# How to post pics



## bluerunner

For those that don't know or haven't figured out yet, here is how to get pics to show up in your post. 

First step, load your pics onto a website, if you use this photo gallery thats fine, or you can use a site like www.photobucket.com . If you use this website, load them, and then click on them to view them. Right click on the full size version of the pic, and click properties. Then highlight and copy the part that is labeled url. Then when you are making your post, there is a button above the text box that looks like a mountain and a sun.








click this button and paste the url you got from the step above. Click OK and it will automatically put your pic in.

If you use another site, some of them will provide the code like photobucket does








and you just cut and paste it in. Or you have to do just like you would if the pics were in the gallery here.

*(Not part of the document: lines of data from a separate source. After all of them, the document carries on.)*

impl EditorSession {
    /// Fetches the story and selects its root node.
    pub async fn open(service: StoryService, story_id: &StoryId) -> Result<Self, SessionError> {
        let document = service.get_story(story_id).await?;
        tracing::info!(story_id = %story_id, nodes = document.node_count(), "Editor session opened");
        Ok(Self::with_document(service, document))
    }

    /// Starts from an already-fetched story with the root selected.
    pub fn with_document(service: StoryService, document: Story) -> Self {
        let mut session = Self {
            service,
            selected: Some(document.root_id().clone()),
            document,
            draft_content: String::new(),
            draft_options: Vec::new(),
            edit_mode: false,
            stale: false,
        };
        session.load_drafts();
        session
    }

    // =========================================================================
    // Accessors
    // =========================================================================

    pub fn story_id(&self) -> &StoryId {
        self.document.id()
    }

    pub fn document(&self) -> &Story {
        &self.document
    }

    pub fn selected_node_id(&self) -> Option<&NodeId> {
        self.selected.as_ref()
    }

    pub fn selected_node(&self) -> Option<&StoryNode> {
        self.selected.as_ref().and_then(|id| self.document.get(id))
    }

    pub fn draft_content(&self) -> &str {
        &self.draft_content
    }

    pub fn draft_options(&self) -> &[StoryOption] {
        &self.draft_options
    }

    pub fn is_editing(&self) -> bool {
        self.edit_mode
    }

    /// Whether the snapshot may lag behind the server until the next refresh.
    pub fn is_stale(&self) -> bool {
        self.stale
    }

    pub fn tree(&self) -> Vec<TreeRow> {
        render_tree(&self.document)
    }

    pub fn dangling_links(&self) -> Vec<DanglingLink> {
        self.document.dangling_links()
    }

    // =========================================================================
    // Selection and drafts
    // =========================================================================

    /// Selects a node, loads its drafts and leaves edit mode.
    pub fn select(&mut self, node_id: &NodeId) -> Result<(), DomainError> {
        let node = resolve(&self.document, node_id)?;
        self.selected = Some(node.id.clone());
        self.load_drafts();
        self.edit_mode = false;
        Ok(())
    }

    pub fn enter_edit_mode(&mut self) -> Result<(), DomainError> {
        if self.selected.is_none() {
            return Err(DomainError::validation("No node selected"));
        }
        self.edit_mode = true;
        Ok(())
    }

    /// Discards drafts and reloads them from the selected node.
    pub fn cancel_edit(&mut self) {
        self.load_drafts();
        self.edit_mode = false;
    }

    pub fn set_draft_content(&mut self, content: impl Into<String>) {
        self.draft_content = content.into();
    }

    /// Appends an unlinked option. Blank text is ignored and returns `false`.
    pub fn add_draft_option(&mut self, text: &str) -> bool {
        match trimmed_non_empty(text) {
            Some(text) => {
                self.draft_options.push(StoryOption::unlinked(text));
                true
            }
            None => false,
        }
    }

    pub fn remove_draft_option(&mut self, index: usize) -> Result<StoryOption, DomainError> {
        self.check_option_index(index)?;
        Ok(self.draft_options.remove(index))
    }

    pub fn set_draft_option_text(
        &mut self,
        index: usize,
        text: impl Into<String>,
    ) -> Result<(), DomainError> {
        self.check_option_index(index)?;
        self.draft_options[index].text = text.into();
        Ok(())
    }

    /// Points a draft option at `target`, or unlinks it with `None`.
    ///
    /// # Errors
    ///
    /// `OutOfRange` for a bad index, `NotFound` if the target is not in the story.
    pub fn link_draft_option(
        &mut self,
        index: usize,
        target: Option<NodeId>,
    ) -> Result<(), DomainError> {
        self.check_option_index(index)?;
        if let Some(target) = &target {
            resolve(&self.document, target)?;
        }
        self.draft_options[index].node_id = target;
        Ok(())
    }

    // =========================================================================
    // Server mutations
    // =========================================================================

    /// Sends the drafts for the selected node and adopts the server's copy.
    ///
    /// On any error the drafts and edit mode are left as they were.
    pub async fn save_node(&mut self) -> Result<(), SessionError> {
        let node_id = self
            .selected
            .clone()
            .ok_or_else(|| DomainError::validation("No node selected"))?;
        if is_blank(&self.draft_content) {
            return Err(DomainError::validation("Node content cannot be empty").into());
        }

        let request = UpdateNodeRequest {
            content: self.draft_content.clone(),
            options: self.draft_options.clone(),
        };
        let saved = self
            .service
            .update_node(self.document.id(), &node_id, &request)
            .await?;
        if saved.id != node_id {
            return Err(DomainError::parse(format!(
                "server returned node {} for an update of {}",
                saved.id, node_id
            ))
            .into());
        }

        self.document.replace_node(saved)?;
        self.load_drafts();
        self.edit_mode = false;
        tracing::info!(story_id = %self.document.id(), node_id = %node_id, "Saved story node");
        Ok(())
    }

    /// Creates a child under `parent` and re-fetches the story.
    ///
    /// # Returns
    /// The id the server assigned to the new node, even when the re-fetch
    /// afterwards failed.
    pub async fn create_child_node(
        &mut self,
        parent: &NodeId,
        content: &str,
    ) -> Result<Applied<NodeId>, SessionError> {
        let content = trimmed_non_empty(content)
            .ok_or_else(|| DomainError::validation("Node content cannot be empty"))?;
        resolve(&self.document, parent)?;

        let request = CreateNodeRequest::child_of(parent.clone(), content);
        let created = self.service.create_node(self.document.id(), &request).await?;
        tracing::info!(story_id = %self.document.id(), parent = %parent, node_id = %created, "Created story node");

        let refresh_error = self.refresh_after_change().await;
        Ok(Applied {
            value: created,
            refresh_error,
        })
    }

    /// Deletes a node and re-fetches the story.
    ///
    /// The root cannot be deleted. If the re-fetch fails the node is still
    /// dropped from the snapshot, since the server has confirmed it is gone.
    pub async fn delete_node(&mut self, node_id: &NodeId) -> Result<Applied<()>, SessionError> {
        if node_id == self.document.root_id() {
            return Err(DomainError::validation("The root node cannot be deleted").into());
        }
        resolve(&self.document, node_id)?;

        self.service.delete_node(self.document.id(), node_id).await?;
        tracing::info!(story_id = %self.document.id(), node_id = %node_id, "Deleted story node");
        if self.selected.as_ref() == Some(node_id) {
            self.selected = None;
            self.load_drafts();
            self.edit_mode = false;
        }

        let refresh_error = self.refresh_after_change().await;
        if refresh_error.is_some() && self.document.remove_node(node_id).is_err() {
            tracing::debug!(node_id = %node_id, "Deleted node already gone from the snapshot");
        }
        Ok(Applied {
            value: (),
            refresh_error,
        })
    }

    /// Updates the title; the server's stored title wins.
    pub async fn rename_story(&mut self, title: &str) -> Result<(), SessionError> {
        let title = trimmed_non_empty(title)
            .ok_or_else(|| DomainError::validation("Story title cannot be empty"))?;

        let updated = self.service.update_story(self.document.id(), &title).await?;
        tracing::info!(story_id = %self.document.id(), title = %updated.title, "Renamed story");
        self.document.set_title(updated.title);
        Ok(())
    }

    /// Re-fetches the story, keeping the selection if its node still exists.
    ///
    /// A failed fetch keeps the previous snapshot untouched.
    pub async fn refresh(&mut self) -> Result<(), SessionError> {
        let document = self.service.get_story(self.document.id()).await?;
        self.document = document;
        self.stale = false;

        if let Some(id) = self.selected.take() {
            if self.document.contains(&id) {
                self.selected = Some(id);
            } else {
                tracing::debug!(node_id = %id, "Selected node no longer exists");
            }
        }
        self.load_drafts();
        self.edit_mode = false;
        Ok(())
    }

    async fn refresh_after_change(&mut self) -> Option<SessionError> {
        match self.refresh().await {
            Ok(()) => None,
            Err(err) => {
                tracing::warn!(story_id = %self.document.id(), error = %err, "Change applied but the story could not be re-fetched");
                self.stale = true;
                Some(err)
            }
        }
    }

    fn load_drafts(&mut self) {
        match self.selected.as_ref().and_then(|id| self.document.get(id)) {
            Some(node) => {
                self.draft_content = node.content.clone();
                self.draft_options = node.options.clone();
            }
            None => {
                self.draft_content.clear();
                self.draft_options.clear();
            }
        }
    }

    fn check_option_index(&self, index: usize) -> Result<(), DomainError> {
        if index >= self.draft_options.len() {
            return Err(DomainError::out_of_range(index, self.draft_options.len()));
        }
        Ok(())
    }
}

SF, if you could make this a sticky or put it in the articles or something, that would be great.


----------



## fisherkid

www.tinypic.com is a division of photobucket. You don't need to sign up. Photo bucket is free but on tinypic theres no password.
Fisherkid


----------



## Drumdum

Good job explaining that Jamie,best explaination I've seen on how to download on the site.. Next maybe you can explain about "downsizing" the photo as well..


----------



## Fish Hunter

*Down Sizing Photos*

Open image in photoshop.
Choose crop tool. 
Set dimensions to 3x4 for vertical or 4x3 for hozorital. 
Set resolution to 72. 
Crop image and hit enter.

Go to edit.
Open image in Image Ready. 
When the image opens in image ready it will be in a panel with several options.
Click on two up. 
Go to Optimize and set standards for .jpeg medium quality.

Go to edit, save optimized as....
Save in a file folder named web uploads.

You will not have an image that is somewhere between 14.5k and 85k. Small enough to work on most any upload program.


----------